En ocasiones sucede que al sentarnos a meditar nos resulta imposible mantener la atención en nuestra respiración. También ocurre que muchas veces nos da la sensación de que nuestra práctica no avanza, que en vez de ser cada vez más expertos en el arte de la meditación, vamos para atrás cual guijarro rodando por una pendiente, es en ese momento cuando la frustración hace su puesta en escena y la mayoría de las veces acabamos tirando la toalla. Muchas veces encontramos múltiples escusas a las cuales culpar de nuestro fracaso: el estrés, la falta de tiempo… Otras buscamos soluciones para que nuestra práctica mejore, y con mucho acierto intentamos encontrar un maestro o Dojo zen donde puedan enseñarnos a practicar zazen correctamente, pero en esta interminable lista de “a veces” o “sucede”, también muchas veces, incluso con la ayuda de alguien mucho más experimentado que nosotros, ocurre que sigue costándonos avanzar en la práctica; en estos casos suele ser por la intencionalidad con la que
meditamos, pues solemos hacerlo en busca de una gratificación o recompensa: eliminar la ansiedad, conocernos a nosotros mismos, exterminar nuestro ego, encontrar el Satori o qué demonios, flotar por los aires como las notas musicales de una canción de Pink Floyd. Pero normalmente un alto porcentaje de las veces —por no decir el cien por cien— suele tener la culpa nuestra poca capacidad de mantener la concentración.

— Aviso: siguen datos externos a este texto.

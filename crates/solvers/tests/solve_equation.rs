//! End-to-end tests through the text-level API, the way a caller driving a
//! result table would use the crate.

use approx::assert_relative_eq;

use roottrace_solvers::{Config, Entry, MAX_ITERATIONS, muller, newton_raphson};

#[test]
fn both_methods_agree_on_the_root() {
    let config = Config::new(5);

    let newton = newton_raphson::solve_equation("x^3 - 2", 1.0, &config);
    let muller = muller::solve_equation("x^3 - 2", 0.0, 1.0, 2.0, &config);

    let newton_x = newton.records().last().unwrap().x;
    let muller_x = muller.records().last().unwrap().x;

    assert_relative_eq!(newton_x, 2.0_f64.cbrt(), epsilon = 1e-6);
    assert_relative_eq!(muller_x, 2.0_f64.cbrt(), epsilon = 1e-6);
}

#[test]
fn malformed_equations_never_panic() {
    let junk = ["", "   ", "(((", "x +", "2 **", "sin", "foo(x)", "1..2", "x@2"];

    for text in junk {
        let newton = newton_raphson::solve_equation(text, 1.0, &Config::default());
        assert_eq!(newton.records().len(), 0);
        assert_eq!(newton.halt().unwrap().to_string(), "Invalid equation");

        let muller = muller::solve_equation(text, 0.0, 1.0, 2.0, &Config::default());
        assert_eq!(muller.records().len(), 0);
        assert_eq!(muller.halt().unwrap().to_string(), "Invalid equation");
    }
}

#[test]
fn traces_render_as_a_uniform_sequence() {
    // A degenerate solve still yields rows for everything that happened.
    let trace = newton_raphson::solve_equation("5", 3.0, &Config::default());

    let mut lines = Vec::new();
    for entry in trace.entries() {
        match entry {
            Entry::Record(r) => lines.push(format!("{} | x = {}", r.iteration, r.x)),
            Entry::Halt(h) => lines.push(h.to_string()),
        }
    }

    assert_eq!(lines.len(), 2);
    assert_eq!(lines[1], "f'(x0) is 0");
}

#[test]
fn trace_length_never_exceeds_the_bound_plus_halt() {
    let equations = ["x^2 - 2", "x^3 - 2", "5", "ln(x)", "x^2 + 1", "((("];

    for equation in equations {
        let newton = newton_raphson::solve_equation(equation, -1.0, &Config::new(usize::MAX));
        assert!(newton.len() <= MAX_ITERATIONS + 1);
        assert!(!newton.is_empty());

        let muller = muller::solve_equation(equation, -1.0, 0.0, 1.0, &Config::new(usize::MAX));
        assert!(muller.len() <= MAX_ITERATIONS + 1);
        assert!(!muller.is_empty());
    }
}
//! Expression engine for the roottrace solvers.
//!
//! Parses textual equations in the single variable `x` into an immutable
//! [`Expr`] tree that can be evaluated and symbolically differentiated:
//!
//! ```
//! use roottrace_expr::Expr;
//!
//! let f = Expr::parse("x^2 - 2")?;
//! assert_eq!(f.eval(3.0), 7.0);
//!
//! let df = f.derivative();
//! assert_eq!(df.eval(3.0), 6.0);
//! # Ok::<(), roottrace_expr::ParseError>(())
//! ```
//!
//! # Evaluation contract
//!
//! [`Expr::eval`] is total over `f64`. Domain errors — the log of a negative
//! number, `0/0`, even powers of negative bases with fractional exponents —
//! come back as NaN per IEEE semantics, never as panics or `Result`s. Solvers
//! rely on NaN propagating silently through arithmetic until their own
//! degeneracy checks run.
//!
//! # Supported syntax
//!
//! - The variable `x` and numeric literals (decimal, optional exponent)
//! - The constants `pi` and `e`
//! - Binary `+`, `-`, `*`, `/`, and right-associative `^`
//! - Unary minus
//! - The functions `sin`, `cos`, `tan`, `asin`, `acos`, `atan`, `sinh`,
//!   `cosh`, `tanh`, `exp`, `ln`, `log10`, `sqrt`, and `abs`
//!
//! [`Expr`] implements [`roottrace_core::RealFn`] and
//! [`roottrace_core::Differentiable`], so a parsed expression plugs directly
//! into any solver.

mod derivative;
mod error;
mod expr;
mod parser;
mod token;

pub use error::ParseError;
pub use expr::{Expr, Func};
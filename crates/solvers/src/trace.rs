/// Ordered iteration records plus at most one trailing halt reason.
///
/// A trace is the complete output of a solve call. Its shape enforces the
/// result-sequence invariants: records appear in iteration order, a halt
/// reason (if any) comes last and appears exactly once, and a parse failure
/// yields a trace with zero records and only a halt. A trace that ends
/// without a halt simply exhausted its iteration bound.
#[derive(Debug, Clone, PartialEq)]
pub struct Trace<R, H> {
    records: Vec<R>,
    halt: Option<H>,
}

impl<R, H> Trace<R, H> {
    pub(crate) fn new() -> Self {
        Self {
            records: Vec::new(),
            halt: None,
        }
    }

    /// A trace that halted before producing any records.
    pub(crate) fn halted(reason: H) -> Self {
        Self {
            records: Vec::new(),
            halt: Some(reason),
        }
    }

    pub(crate) fn push(&mut self, record: R) {
        debug_assert!(self.halt.is_none(), "records must precede the halt");
        self.records.push(record);
    }

    pub(crate) fn halt_with(&mut self, reason: H) {
        debug_assert!(self.halt.is_none(), "a trace halts at most once");
        self.halt = Some(reason);
    }

    /// Returns the iteration records in order.
    #[must_use]
    pub fn records(&self) -> &[R] {
        &self.records
    }

    /// Returns the halt reason, if the solve stopped early.
    #[must_use]
    pub fn halt(&self) -> Option<&H> {
        self.halt.as_ref()
    }

    /// True if the solve stopped before exhausting its iteration bound.
    #[must_use]
    pub fn is_halted(&self) -> bool {
        self.halt.is_some()
    }

    /// Total number of entries: records plus the halt, if present.
    #[must_use]
    pub fn len(&self) -> usize {
        self.records.len() + usize::from(self.halt.is_some())
    }

    #[must_use]
    pub fn is_empty(&self) -> bool {
        self.len() == 0
    }

    /// Iterates over the trace as a uniform sequence of tagged entries,
    /// records first, then the halt if present.
    pub fn entries(&self) -> Entries<'_, R, H> {
        Entries {
            records: self.records.iter(),
            halt: self.halt.as_ref(),
        }
    }
}

/// One element of a trace viewed as a sequence.
#[derive(Debug, Clone, Copy, PartialEq, Eq)]
pub enum Entry<'a, R, H> {
    /// A completed iteration.
    Record(&'a R),
    /// The reason the solve stopped early; always the final entry.
    Halt(&'a H),
}

/// Iterator returned by [`Trace::entries`].
#[derive(Debug, Clone)]
pub struct Entries<'a, R, H> {
    records: std::slice::Iter<'a, R>,
    halt: Option<&'a H>,
}

impl<'a, R, H> Iterator for Entries<'a, R, H> {
    type Item = Entry<'a, R, H>;

    fn next(&mut self) -> Option<Self::Item> {
        self.records
            .next()
            .map(Entry::Record)
            .or_else(|| self.halt.take().map(Entry::Halt))
    }

    fn size_hint(&self) -> (usize, Option<usize>) {
        let len = self.records.len() + usize::from(self.halt.is_some());
        (len, Some(len))
    }
}

impl<R, H> ExactSizeIterator for Entries<'_, R, H> {}

#[cfg(test)]
mod tests {
    use super::*;

    #[test]
    fn entries_yield_records_then_halt() {
        let mut trace: Trace<u32, &str> = Trace::new();
        trace.push(1);
        trace.push(2);
        trace.halt_with("stop");

        let entries: Vec<_> = trace.entries().collect();
        assert_eq!(
            entries,
            vec![Entry::Record(&1), Entry::Record(&2), Entry::Halt(&"stop")]
        );
        assert_eq!(trace.len(), 3);
    }

    #[test]
    fn exhausted_trace_has_no_halt() {
        let mut trace: Trace<u32, &str> = Trace::new();
        trace.push(1);

        assert!(!trace.is_halted());
        assert_eq!(trace.halt(), None);
        assert_eq!(trace.len(), 1);
    }

    #[test]
    fn halted_trace_can_be_empty_of_records() {
        let trace: Trace<u32, &str> = Trace::halted("bad input");

        assert!(trace.records().is_empty());
        assert_eq!(trace.len(), 1);
        assert!(!trace.is_empty());
    }
}
//! Start/reset stopwatch.

use std::time::Instant;

use sc_core::Elapsed;

/// A stopwatch that is either stopped or running since some instant.
///
/// The caller supplies `now` on every call, so the stopwatch itself never
/// reads the system clock.
#[derive(Copy, Clone, Debug, Default, PartialEq, Eq)]
pub struct Stopwatch {
    started_at: Option<Instant>,
}

impl Stopwatch {
    pub fn new() -> Self {
        Self::default()
    }

    pub fn is_running(&self) -> bool {
        self.started_at.is_some()
    }

    /// Start from zero at `now`.  Restarts if already running.
    pub fn start(&mut self, now: Instant) {
        self.started_at = Some(now);
    }

    pub fn reset(&mut self) {
        self.started_at = None;
    }

    /// Start if stopped, reset if running.  Returns whether it now runs.
    pub fn toggle(&mut self, now: Instant) -> bool {
        if self.is_running() {
            self.reset();
        } else {
            self.start(now);
        }
        self.is_running()
    }

    /// Time since [`start`](Self::start).  A `now` earlier than the start
    /// reads as zero.
    pub fn elapsed(&self, now: Instant) -> Elapsed {
        match self.started_at {
            None => Elapsed::NotRunning,
            Some(start) => Elapsed::Running {
                millis: u64::try_from(now.saturating_duration_since(start).as_millis())
                    .unwrap_or(u64::MAX),
            },
        }
    }
}
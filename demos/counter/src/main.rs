//! counter — terminal spawn counter for the spawnclock workspace.
//!
//! Loads a profile file, runs the stopwatch for a number of ticks and prints
//! one line per tick with the spawn counts and time to the next spawn.
//!
//! ```text
//! counter --profiles demos/counter/data/profiles.json --profile Rush --ticks 20
//! counter --profiles demos/counter/data/profiles.json --at 125
//! ```

use std::path::{Path, PathBuf};

use anyhow::{Context, Result};
use clap::Parser;

use sc_core::{ClockConfig, Elapsed};
use sc_profile::{ProfileSet, Resource, load_profiles_csv, load_profiles_json};
use sc_timer::{AppState, Frame, FrameObserver, Ticker};

// ── Command line ──────────────────────────────────────────────────────────────

#[derive(Parser)]
#[clap(about = "Count resource spawns from a profile's spawn tables")]
struct Args {
    /// Profile file (`.json`, or `.csv` for the tabular format).
    #[clap(long, default_value = "profiles.json")]
    profiles: PathBuf,

    /// Profile to use.  Defaults to the alphabetically first one.
    #[clap(long)]
    profile: Option<String>,

    #[clap(long, default_value_t = 1)]
    emerald_generators: u32,

    #[clap(long, default_value_t = 1)]
    diamond_generators: u32,

    /// Frames to print before exiting.
    #[clap(long, default_value_t = 50)]
    ticks: u64,

    /// Milliseconds between frames.
    #[clap(long)]
    interval_ms: Option<u64>,

    /// Print the single frame at this many elapsed seconds instead of running.
    #[clap(long)]
    at: Option<u64>,

    /// Hide milliseconds on the stopwatch.
    #[clap(long)]
    no_millis: bool,
}

// ── Output ────────────────────────────────────────────────────────────────────

struct LinePrinter;

impl LinePrinter {
    fn print(frame: &Frame) {
        let cells: Vec<String> = Resource::ALL
            .iter()
            .map(|&r| format!("{:<8} {}", format!("{r}:"), frame.readout(r)))
            .collect();
        println!("{}  |  {}", frame.stopwatch_text, cells.join("  |  "));
    }
}

impl FrameObserver for LinePrinter {
    fn on_frame(&mut self, _index: u64, frame: &Frame) {
        Self::print(frame);
    }

    fn on_stop(&mut self, frames: u64) {
        println!();
        println!("Stopped after {frames} frames");
    }
}

fn load(path: &Path) -> Result<ProfileSet> {
    let is_csv = path
        .extension()
        .is_some_and(|ext| ext.eq_ignore_ascii_case("csv"));
    let profiles = if is_csv { load_profiles_csv(path) } else { load_profiles_json(path) };
    profiles.with_context(|| format!("loading profiles from {}", path.display()))
}

// ── main ──────────────────────────────────────────────────────────────────────

fn main() -> Result<()> {
    let args = Args::parse();

    let defaults = ClockConfig::default();
    let config = ClockConfig {
        update_interval_ms: args.interval_ms.unwrap_or(defaults.update_interval_ms),
        show_millis:        !args.no_millis,
    };

    // 1. Load and validate every profile up front.
    let profiles = load(&args.profiles)?;
    println!("=== counter — spawnclock ===");
    println!("Loaded {} profiles from {}", profiles.len(), args.profiles.display());
    for profile in profiles.iter() {
        let starts: Vec<String> = Resource::ALL
            .iter()
            .map(|&r| {
                let rows = profile.table(r).rows();
                let times: Vec<String> = rows
                    .iter()
                    .map(|row| format!("{}@{}s/{}s", row.name(), row.time(), row.interval()))
                    .collect();
                format!("{r}: {}", times.join(", "))
            })
            .collect();
        println!("  {:<12} {}", profile.name(), starts.join("  ;  "));
    }
    println!();

    // 2. Application state.
    let mut state = AppState::new(profiles, config.clone());
    if let Some(name) = &args.profile {
        state.select_profile(name)?;
    }
    state.set_generators(Resource::Emerald, args.emerald_generators);
    state.set_generators(Resource::Diamond, args.diamond_generators);
    println!(
        "Profile: {}  |  Generators: {} emerald, {} diamond",
        state.profile().name(),
        args.emerald_generators,
        args.diamond_generators
    );
    println!();

    // 3. One-shot evaluation, or the live loop.
    if let Some(secs) = args.at {
        LinePrinter::print(&state.frame_at(Elapsed::from_secs(secs)));
        return Ok(());
    }

    Ticker::new(config).run(&mut state, &mut LinePrinter, args.ticks);
    Ok(())
}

El impedimento para concentrarnos correctamente, o llevado a un grado superior, la falta completa de concentración, es uno de los mayores problemas que azota las sociedades modernas y al que menos caso o gravedad se le da. Si nos remontamos a los primeros siglos de la vida humana en el planeta, el señor Paleolítico tenía que mantener toda su concentración en la presa a la que iba a cazar para alimentar a su clan —o para no convertirse él en el cazado— mientras que la señora Paleolítico se veía obligada en mantener su concentración en ruidos y movimientos cercanos a su vivienda para estar así preparada para un posible ataque de cualquier bestia que quisiera darse un festín con ella y su descendencia. Pero conforme la raza humana ha ido evolucionando, se le ha ido exigiendo cada vez más a esa capacidad de concentración hasta llegar a hoy día. Vivimos en una sociedad en la que cada vez se nos exige más, debemos darlo todo de nosotros mismos; no hay margen para el descanso o el error. Gracias a esta actitud hemos creado la expresión “Multitarea”, y a parte de crearla, la hemos elevado tanto en nuestro rancking de valores, que ha terminado por convertirse en la nueva esclavitud del siglo XXI. Nos obligamos a nosotros mismos a convertirnos en ordenadores vivientes capaces de llevar a los niños al colegio de una mano, mientras que en la otra contestamos e-mails del trabajo y chateamos con nuestros mejores amigos. Esta forma de vida obliga a nuestro cerebro a tener que dedicar cada vez menos concentración a cada cosa que hace, pues debe dosificar esa concentración en más tareas que nos creemos capaces de realizar a la vez —craso error, pues ni siquiera los ordenadores son capaces de ejecutar varios programas de golpe, se dedican a ir saltando de uno a otro, con la única diferencia entre ellos y nuestro cerebro, que los ordenadores pueden realizar estos saltos mucho más rápido—.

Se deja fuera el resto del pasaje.